Research interests
My research focuses on the statistical physics of networked systems and aims to understand the regularities and mechanisms underlying observed networks of interactions. Whether examining forces between particles, dominance interactions among animals, or the spread of disease through populations, signatures of emergent complexity such as phase transitions and chaotic dynamics frequently emerge. By studying these phenomena within a unified network science framework, we can address common conceptual and computational challenges. From this interdisciplinary vantage, I seek to leverage tools from statistical physics, information theory, and related fields to enhance our understanding of these complex systems. Many current methods struggle with a tradeoff between realism and statistical rigor. Developing techniques that bridge this tension will advance many scientific applications and inspire new developments in physics.
Community detection
A central problem in network science is community detection: identifying latent groups of network nodes with similar behavior. For instance, a school friend group might be defined as a collection of students who are more frequently connected with each other than with those outside the group. This intuitive definition translates into the stochastic block model (SBM), where the model likelihood represents the probability that a given underlying friend group structure would generate the observed network. By inverting this generative model to perform inference, the SBM identifies the most probable friend groups based on the observed friendships. Although first introduced in this sociological context, the SBM is just a form of Ising model or Potts model. In this correspondence, each site represents a student. If the spin is up, the student belongs to one group; if down, they belong to the other. Just as the ground state configuration of the ferromagnetic Ising model minimizes different-spin neighbors, the best fit to the SBM minimizes unlikely friendships between different groups. Thus, many network inference questions can be recast in physical language and solved with physical tools. The same Monte Carlo algorithms used to find ground states and explore entropically typical configurations can be repurposed to fit network models.

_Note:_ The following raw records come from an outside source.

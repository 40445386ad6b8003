use rand::Rng;

use crate::generation::{
    pick, pick_index, table::pick_pivot_column, ArbitraryFrom, ArbitraryFromMaybe,
    GenerationContext,
};
use crate::model::query::{Delete, Insert, Predicate, Query, Select, Update};
use crate::model::table::{Row, Table};

impl ArbitraryFrom<&Table> for Insert {
    fn arbitrary_from<R: Rng, C: GenerationContext>(
        rng: &mut R,
        context: &C,
        table: &Table,
    ) -> Self {
        Insert {
            table: table.name.clone(),
            values: Row::arbitrary_from(rng, context, table),
        }
    }
}

/// Picks a `(row, pivot)` pair whose pivot value appears in no other row, so
/// that the engine, which touches every matching row, and the shadow model,
/// which touches the first one, agree. Gives up after
/// `mutation.pivot_attempts` draws.
pub fn pick_mutation_target<R: Rng, C: GenerationContext>(
    rng: &mut R,
    context: &C,
    table: &Table,
) -> Option<(usize, usize)> {
    if table.rows.is_empty() {
        return None;
    }
    let attempts = context.opts().mutation.pivot_attempts;
    for _ in 0..attempts {
        let row = pick_index(table.rows.len(), rng);
        let pivot = pick_pivot_column(table, rng).ok()?;
        if table.is_unique_at(row, pivot) {
            return Some((row, pivot));
        }
    }
    tracing::debug!(table = %table.name, attempts, "no row with a unique pivot value");
    None
}

impl ArbitraryFromMaybe<&Table> for Update {
    fn arbitrary_from_maybe<R: Rng, C: GenerationContext>(
        rng: &mut R,
        context: &C,
        table: &Table,
    ) -> Option<Self> {
        let (row, pivot) = pick_mutation_target(rng, context, table)?;
        let new_row = Row::arbitrary_from(rng, context, table);
        Some(Update::by_pivot(table, &table.rows[row], pivot, &new_row))
    }
}

impl ArbitraryFromMaybe<&Table> for Delete {
    fn arbitrary_from_maybe<R: Rng, C: GenerationContext>(
        rng: &mut R,
        context: &C,
        table: &Table,
    ) -> Option<Self> {
        // the last row is never deleted
        if table.rows.len() <= 1 {
            return None;
        }
        let (row, pivot) = pick_mutation_target(rng, context, table)?;
        Some(Delete::by_pivot(table, &table.rows[row], pivot))
    }
}

/// `SELECT * FROM t WHERE pivot = v` with `v` taken from a sampled row, so the
/// result holds at least that row. `None` on an empty table.
pub fn conditional_select<R: Rng>(rng: &mut R, table: &Table) -> Option<Select> {
    if table.rows.is_empty() {
        return None;
    }
    let row = pick(&table.rows, rng);
    let pivot = pick_pivot_column(table, rng).ok()?;
    Some(Select::filtered(
        table.name.clone(),
        Predicate::eq(table.columns[pivot].name.clone(), row[pivot].clone()),
    ))
}

impl ArbitraryFrom<&Table> for Select {
    fn arbitrary_from<R: Rng, C: GenerationContext>(
        rng: &mut R,
        _context: &C,
        table: &Table,
    ) -> Self {
        if rng.random_bool(0.5) {
            if let Some(select) = conditional_select(rng, table) {
                return select;
            }
        }
        Select::all(table.name.clone())
    }
}

/// One mutation against `table`: a delete with probability
/// `mutation.delete_probability` when `allow_delete` is set, an update
/// otherwise. A refused delete falls back to an update. `None` means no row
/// could be targeted unambiguously.
pub fn random_mutation<R: Rng, C: GenerationContext>(
    rng: &mut R,
    context: &C,
    table: &Table,
    allow_delete: bool,
) -> Option<Query> {
    if allow_delete && rng.random_bool(context.opts().mutation.delete_probability) {
        if let Some(delete) = Delete::arbitrary_from_maybe(rng, context, table) {
            return Some(Query::Delete(delete));
        }
    }
    Update::arbitrary_from_maybe(rng, context, table).map(Query::Update)
}
use garde::Validate;
use schemars::JsonSchema;
use serde::{Deserialize, Serialize};

/// The kinds of end-to-end checks a run can play against the engine.
#[derive(
    Debug,
    Default,
    Clone,
    Copy,
    PartialEq,
    Eq,
    Serialize,
    Deserialize,
    JsonSchema,
    clap::ValueEnum,
    strum::Display,
)]
#[serde(rename_all = "kebab-case")]
#[strum(serialize_all = "kebab-case")]
pub enum ScenarioKind {
    /// Create, populate, apply random updates, verify
    #[default]
    Update,
    /// As `update`, with deletes mixed in
    UpdateDelete,
    /// Create many tables, verify `SHOW TABLES` and every header
    Catalog,
    /// Create and populate only
    Populate,
}

impl ScenarioKind {
    pub fn allows_delete(&self) -> bool {
        matches!(self, ScenarioKind::UpdateDelete)
    }

    pub fn mutates(&self) -> bool {
        matches!(self, ScenarioKind::Update | ScenarioKind::UpdateDelete)
    }
}

#[derive(Debug, Clone, PartialEq, Serialize, Deserialize, JsonSchema, Validate)]
#[serde(deny_unknown_fields, default)]
pub struct ScenarioProfile {
    #[garde(skip)]
    pub kind: ScenarioKind,
    /// Extra `SELECT * ... WHERE pivot = v` rounds after the full-table check,
    /// each on its own client
    #[garde(skip)]
    pub conditional_selects: u32,
    /// Number of tables created by the catalog scenario
    #[garde(range(min = 1, max = 99999))]
    pub catalog_tables: u32,
}

impl Default for ScenarioProfile {
    fn default() -> Self {
        Self {
            kind: ScenarioKind::default(),
            conditional_selects: 0,
            catalog_tables: 100,
        }
    }
}
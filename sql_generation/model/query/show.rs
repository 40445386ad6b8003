use std::fmt::Display;

use serde::{Deserialize, Serialize};

use crate::model::{
    table::{SimValue, Table},
    Shadow, ShadowResult,
};

/// `SHOW TABLES`. The engine lists tables in catalog order, so the shadow
/// result is sorted and callers compare it as a set.
#[derive(Clone, Debug, Default, PartialEq, Serialize, Deserialize)]
pub struct ShowTables;

impl Shadow for ShowTables {
    type Result = ShadowResult;

    fn shadow(&self, tables: &mut Vec<Table>) -> Self::Result {
        let mut names = tables.iter().map(|t| t.name.clone()).collect::<Vec<_>>();
        names.sort();
        Ok(names
            .into_iter()
            .map(|name| vec![SimValue::Char(name)])
            .collect())
    }
}

impl Display for ShowTables {
    fn fmt(&self, f: &mut std::fmt::Formatter<'_>) -> std::fmt::Result {
        write!(f, "SHOW TABLES")
    }
}
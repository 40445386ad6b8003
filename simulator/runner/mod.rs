pub mod artifacts;
pub mod cli;
pub mod compare;
pub mod env;
pub mod process;
pub mod scenario;
pub mod sink;
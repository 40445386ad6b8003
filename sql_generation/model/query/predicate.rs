use std::fmt::Display;

use serde::{Deserialize, Serialize};

use crate::model::{
    table::{SimValue, Table},
    ShadowError,
};

/// Equality on a single pivot column, `<column> = <value>`. Pivot columns are
/// never floats, so the comparison is exact on both sides.
#[derive(Clone, Debug, PartialEq, Serialize, Deserialize)]
pub struct Predicate {
    pub column: String,
    pub value: SimValue,
}

impl Predicate {
    pub fn eq(column: impl Into<String>, value: SimValue) -> Self {
        Self {
            column: column.into(),
            value,
        }
    }

    /// Resolves the predicate column to its position in `table`.
    pub fn pivot_index(&self, table: &Table) -> Result<usize, ShadowError> {
        table
            .column_index(&self.column)
            .ok_or_else(|| ShadowError::NoSuchColumn {
                table: table.name.clone(),
                column: self.column.clone(),
            })
    }
}

impl Display for Predicate {
    fn fmt(&self, f: &mut std::fmt::Formatter<'_>) -> std::fmt::Result {
        write!(f, "{} = {}", self.column, self.value)
    }
}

I look to refine these methods to extend the application of the stochastic model to settings where it consistently exhibits biases.
Hierarchies
When players enter a sports tournament, humans attend a high school, or chickens are put in a coop, a hierarchy tends to emerge. This pecking order might be reflected in chess game victories, unreciprocated friendships, or chicken pecks. Over the last century many models have been developed and applied to understand and predict these patterns. In recent work, we have developed a Bayesian model to infer both the order of these hierarchies and notably their degree of inequity. We have found a good deal of variation between these settings. Sports leagues tend to be fairly competitive and unpredictable, while animal hierarchies are very unequal and rigid. On this spectrum, human social hierarchies between friends or institutions tend to fall in the middle. With this ability to measure the degree of social inequality, I hope to more deeply analyze the root causes of social inequality and characterize the types of shapes the distribution of social status can take. What societal factors lead one high school to be more socially stratified than another? What are differences in outcomes among those at the top and bottom of a social hierarchy?
Scalable inference
As network models grow more complex, the demands on the underlying computational tools intensify. Each new model represents a competing hypothesis to explain observed data, making model selection crucial. In semi-supervised cases, where algorithm output is checked against known truths, I develop unbiased information-theoretic measures of similarity to declare winners. In unsupervised settings, ideally I aim to use Bayesian evidence—the probability that a given model generates the observed data—to adjudicate between models. This Bayesian evidence is the free energy of the corresponding physical system, and so we can apply and enhance computational physics techniques to approximate it. As data sets grow larger, Monte Carlo methods for full Bayesian inference become prohibitively expensive, necessitating approximations like mean field methods and belief propagation algorithms. Refining these methods and understanding their asymptotic performance is therefore essential to both the understanding of condensed matter and the rigorous analysis of ever larger data sets.
Asymptotic understanding
Network science often deals with pairwise interactions, represented by n x n adjacency matrices where entries denote interaction strength. Random network models thus are interpretable as random matrix models, whose large n limit can be studied with free probability. For instance, the distribution of eigenvalues of random graphs with independent and identical entries famously converges to a semicircle. This control is leveraged to derive the SBM phase transition mentioned earlier. This program has been extremely successful, but many questions in network science now involve hypergraph data, which models higher-order interactions such as among triplets of nodes. These are represented by tensors instead of matrices, necessitating fundamental progress in random tensor theory.
Implementation and outreach
Holistically, my research goals encompass refining these tools and ensuring their effective application. I am particularly interested in developing online interactive materials to communicate and package these ideas. This effort not only increases visibility of our methodological advances but also enhances educational accessibility and engagement with science for broader audiences.